I’m leading a new venture to offer a radically different and better approach to save our birthright freedom. I’m developing a wholly new set of educational and communications products, all aimed at stopping the growth of big, wasteful government and recovering the miracle of Constitutional authority, rather than heavy-handed bureaucratic fiat. It’s fresh, both the content and the organizational model. I hope you might be interested in participating.


I’ll be unveiling this new effort on Saturday, August 23, 2013, immediately following the luncheon at the Steamboat Institute Freedom Conference in Steamboat Springs, Colorado. This special event is open to the public. If you are looking to the future, if you are upset with decline, if you are frustrated with doing things in the same failed way, please join us.

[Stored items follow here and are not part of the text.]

//! # Task: a handler bound to its parameters.
//!
//! A [`Task`] is built once with [`Task::new`] and never invokes anything until
//! one of its execution entry points is called:
//!
//! | Entry point                   | Caller is…            | Result delivered to        |
//! |-------------------------------|-----------------------|----------------------------|
//! | [`Task::run`]                 | never blocked         | resolver, on the task thread |
//! | [`Task::wait`]                | suspended (async)     | return value               |
//! | [`Task::blocking_wait`]       | blocked (OS thread)   | return value               |
//!
//! ## Execution
//! ```text
//! launch()
//!   └─► Handle::spawn_blocking ──► publish TaskStarting
//!                                  catch_unwind(handler(params))
//!                                    ├─ returned ─► result as-is
//!                                    └─ panicked ─► TaskResult::err(Panicked{message})
//!                                  publish TaskCompleted | TaskFailed | TaskPanicked
//!                                  resolver(result)      (exactly once)
//! ```
//!
//! Handler-reported errors are never inspected or rewritten. A panic is never
//! propagated past the task thread.
//!
//! Converting a panic does not silence it: the process-wide panic hook still
//! runs first and, with the default hook, prints `thread '…' panicked at …` to
//! stderr. Install a quieter hook with [`std::panic::set_hook`] if converted
//! faults should leave no trace on stderr.
//!
//! If the runtime drops the execution before the handler runs (shutdown), the
//! resolver still runs exactly once, with [`TaskError::Dropped`].
//!
//! ## Example
//! ```rust
//! use taskset::{Executor, Task, TaskResult};
//!
//! #[tokio::main(flavor = "current_thread")]
//! async fn main() -> Result<(), Box<dyn std::error::Error>> {
//!     let exec = Executor::current()?;
//!
//!     let sum = Task::new(|p: &[i64]| TaskResult::ok(p[0] + p[1]), vec![2, 3]);
//!     assert_eq!(sum.wait(&exec).await, TaskResult::ok(5));
//!
//!     let oob = Task::new(|p: &[i64]| TaskResult::ok(p[0]), vec![]);
//!     let res = oob.wait(&exec).await;
//!     assert!(res.data.is_none());
//!     assert!(res.error.is_some());
//!     Ok(())
//! }
//! ```

use std::fmt;
use std::future::Future;
use std::panic::{self, AssertUnwindSafe};
use std::sync::Arc;

use tokio::sync::oneshot;

use crate::core::Executor;
use crate::error::TaskError;
use crate::events::{Event, EventKind};
use crate::tasks::TaskResult;

/// Business logic of a task: reads the bound parameters, produces a result.
pub type Handler<P, T> = Arc<dyn Fn(&[P]) -> TaskResult<T> + Send + Sync + 'static>;

/// Callback receiving the result of one task execution.
pub type TaskResolver<T> = Box<dyn FnOnce(TaskResult<T>) + Send + 'static>;

/// A deferred unit of work.
///
/// Cloning shares the handler and the parameters; clones describe the same work.
pub struct Task<P, T> {
    name: Option<Arc<str>>,
    handler: Handler<P, T>,
    params: Arc<[P]>,
}

impl<P, T> Task<P, T>
where
    P: Send + Sync + 'static,
    T: Send + 'static,
{
    /// Binds `handler` to `params` without invoking it.
    pub fn new<F>(handler: F, params: Vec<P>) -> Self
    where
        F: Fn(&[P]) -> TaskResult<T> + Send + Sync + 'static,
    {
        Self::from_handler(Arc::new(handler), params)
    }

    /// Binds an already shared handler to `params`.
    pub fn from_handler(handler: Handler<P, T>, params: Vec<P>) -> Self {
        Self {
            name: None,
            handler,
            params: Arc::from(params),
        }
    }

    /// Attaches a name used in lifecycle events.
    #[must_use]
    pub fn with_name(mut self, name: impl Into<Arc<str>>) -> Self {
        self.name = Some(name.into());
        self
    }

    /// Task name, if one was attached.
    pub fn name(&self) -> Option<&str> {
        self.name.as_deref()
    }

    /// Parameters the handler will receive.
    pub fn params(&self) -> &[P] {
        &self.params
    }

    /// Runs the handler concurrently and returns immediately.
    ///
    /// `resolver` is called exactly once with the handler's result, or with a
    /// [`TaskError::Panicked`] result if the handler panicked. It runs on the
    /// task's thread, not on the caller's. When the runtime is shutting down and
    /// discards the execution, `resolver` gets [`TaskError::Dropped`] instead,
    /// on whichever thread dropped it.
    pub fn run<R>(&self, exec: &Executor, resolver: R)
    where
        R: FnOnce(TaskResult<T>) + Send + 'static,
    {
        self.launch(exec, None, Box::new(resolver));
    }

    /// Runs the handler and suspends the calling async task until it finishes.
    ///
    /// Other tasks on the runtime keep running meanwhile.
    pub async fn wait(&self, exec: &Executor) -> TaskResult<T> {
        self.wait_in_slot(exec, None).await
    }

    /// Runs the handler and blocks the calling thread until it finishes.
    ///
    /// # Panics
    /// When called from within an asynchronous execution context; use
    /// [`Task::wait`] there.
    pub fn blocking_wait(&self, exec: &Executor) -> TaskResult<T> {
        received_or_dropped(self.launch_oneshot(exec, None).blocking_recv())
    }

    /// Launches now; the returned future only waits for the result.
    pub(crate) fn wait_in_slot(
        &self,
        exec: &Executor,
        slot: Option<usize>,
    ) -> impl Future<Output = TaskResult<T>> + Send + 'static {
        let rx = self.launch_oneshot(exec, slot);
        async move { received_or_dropped(rx.await) }
    }

    fn launch_oneshot(
        &self,
        exec: &Executor,
        slot: Option<usize>,
    ) -> oneshot::Receiver<TaskResult<T>> {
        let (tx, rx) = oneshot::channel();
        self.launch(
            exec,
            slot,
            Box::new(move |res| {
                let _ = tx.send(res);
            }),
        );
        rx
    }

    fn launch(&self, exec: &Executor, slot: Option<usize>, resolver: TaskResolver<T>) {
        let handler = Arc::clone(&self.handler);
        let params = Arc::clone(&self.params);
        let name = self.name.clone();
        let ctx = exec.clone();
        let guard = ResolveOnce::new(resolver, TaskResult::err(TaskError::Dropped));

        exec.handle().spawn_blocking(move || {
            ctx.publish(task_event(EventKind::TaskStarting, name.as_ref(), slot));

            let result = panic::catch_unwind(AssertUnwindSafe(|| handler(&params[..])))
                .unwrap_or_else(|payload| TaskResult::err(TaskError::from_panic(payload)));

            ctx.publish(outcome_event(&result, name.as_ref(), slot));
            guard.resolve(result);
        });
    }
}

/// Holds a resolver until it is called; dropping it unresolved hands it `fallback`.
pub(crate) struct ResolveOnce<V> {
    pending: Option<(Box<dyn FnOnce(V) + Send + 'static>, V)>,
}

impl<V> ResolveOnce<V> {
    pub(crate) fn new(resolver: Box<dyn FnOnce(V) + Send + 'static>, fallback: V) -> Self {
        Self {
            pending: Some((resolver, fallback)),
        }
    }

    pub(crate) fn resolve(mut self, value: V) {
        if let Some((resolver, _)) = self.pending.take() {
            resolver(value);
        }
    }
}

impl<V> Drop for ResolveOnce<V> {
    fn drop(&mut self) {
        if let Some((resolver, fallback)) = self.pending.take() {
            resolver(fallback);
        }
    }
}

impl<P, T> Clone for Task<P, T> {
    fn clone(&self) -> Self {
        Self {
            name: self.name.clone(),
            handler: Arc::clone(&self.handler),
            params: Arc::clone(&self.params),
        }
    }
}

impl<P, T> fmt::Debug for Task<P, T> {
    fn fmt(&self, f: &mut fmt::Formatter<'_>) -> fmt::Result {
        f.debug_struct("Task")
            .field("name", &self.name)
            .field("params", &self.params.len())
            .finish_non_exhaustive()
    }
}

/// A dropped sender means the runtime discarded the execution.
fn received_or_dropped<T>(
    received: Result<TaskResult<T>, oneshot::error::RecvError>,
) -> TaskResult<T> {
    received.unwrap_or_else(|_| TaskResult::err(TaskError::Dropped))
}

fn task_event(kind: EventKind, name: Option<&Arc<str>>, slot: Option<usize>) -> Event {
    let ev = Event::new(kind).with_task_opt(name);
    match slot {
        Some(slot) => ev.with_slot(slot),
        None => ev,
    }
}

fn outcome_event<T>(
    result: &TaskResult<T>,
    name: Option<&Arc<str>>,
    slot: Option<usize>,
) -> Event {
    match &result.error {
        None => task_event(EventKind::TaskCompleted, name, slot),
        Some(e) if e.is_panic() => {
            task_event(EventKind::TaskPanicked, name, slot).with_reason(e.to_string())
        }
        Some(e) => task_event(EventKind::TaskFailed, name, slot).with_reason(e.to_string()),
    }
}

#[cfg(test)]
mod tests {
    use super::*;

    #[test]
    fn test_new_does_not_invoke_handler() {
        let task: Task<u8, u8> = Task::new(|_: &[u8]| panic!("must not run"), vec![1, 2]);
        assert_eq!(task.params(), &[1u8, 2]);
        assert_eq!(task.name(), None);
    }

    #[test]
    fn test_clone_shares_params() {
        let task = Task::new(|p: &[u8]| TaskResult::ok(p.len()), vec![1, 2, 3]).with_name("len");
        let copy = task.clone();
        assert_eq!(copy.name(), Some("len"));
        assert!(std::ptr::eq(task.params(), copy.params()));
    }

    #[test]
    fn test_unresolved_guard_reports_dropped() {
        let (tx, rx) = std::sync::mpsc::channel();
        let guard: ResolveOnce<TaskResult<u8>> = ResolveOnce::new(
            Box::new(move |res| tx.send(res).unwrap()),
            TaskResult::err(TaskError::Dropped),
        );
        drop(guard);
        assert_eq!(rx.recv().unwrap(), TaskResult::err(TaskError::Dropped));
        assert!(rx.recv().is_err());
    }

    #[test]
    fn test_resolved_guard_calls_once() {
        let (tx, rx) = std::sync::mpsc::channel();
        let guard = ResolveOnce::new(
            Box::new(move |res| tx.send(res).unwrap()),
            TaskResult::err(TaskError::Dropped),
        );
        guard.resolve(TaskResult::ok(3));
        assert_eq!(rx.recv().unwrap(), TaskResult::ok(3));
        assert!(rx.recv().is_err());
    }

    #[test]
    fn test_outcome_event_kinds() {
        let ok = outcome_event(&TaskResult::ok(1), None, Some(0));
        assert_eq!(ok.kind, EventKind::TaskCompleted);
        assert_eq!(ok.slot, Some(0));

        let failed: TaskResult<u8> = TaskResult::fail("bad");
        assert_eq!(outcome_event(&failed, None, None).kind, EventKind::TaskFailed);

        let panicked: TaskResult<u8> = TaskResult::err(TaskError::Panicked {
            message: "boom".into(),
        });
        let ev = outcome_event(&panicked, None, None);
        assert_eq!(ev.kind, EventKind::TaskPanicked);
        assert_eq!(ev.reason.as_deref(), Some("boom"));
    }
}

One Response to “Setting a New Course in Steamboat, August 23”

  1. Lennie Martin says:

    Excellent piece, Dr. Krannawitter. While I believe in the primacy of reason, it is simply not enough to have “reason on your side” — not when you are trying to persuade others to consider or convert to your point of view. And anyone who believes that stand-alone facts should be sufficient does not understand human nature. Those who engage in the art of persuasion (and yes, it requires a certain artistic ability) should use Aristotle’s admonition as a guideline: balance one’s argument with appropriate amounts of logos, ethos and pathos. That does not mean that one sacrifices reason in order to emotionally manipulate an audience, but simply recognizes that what motivates human beings is nearly always a combination of reason and passion.

    I have been saying for quite a while (in my limited sphere of influence) what you have voiced here. Therefore, it is exciting to know that you are developing the above mentioned new set of educational and communications products. How can I find out more about this endeavor? And are the ways for individuals to participate?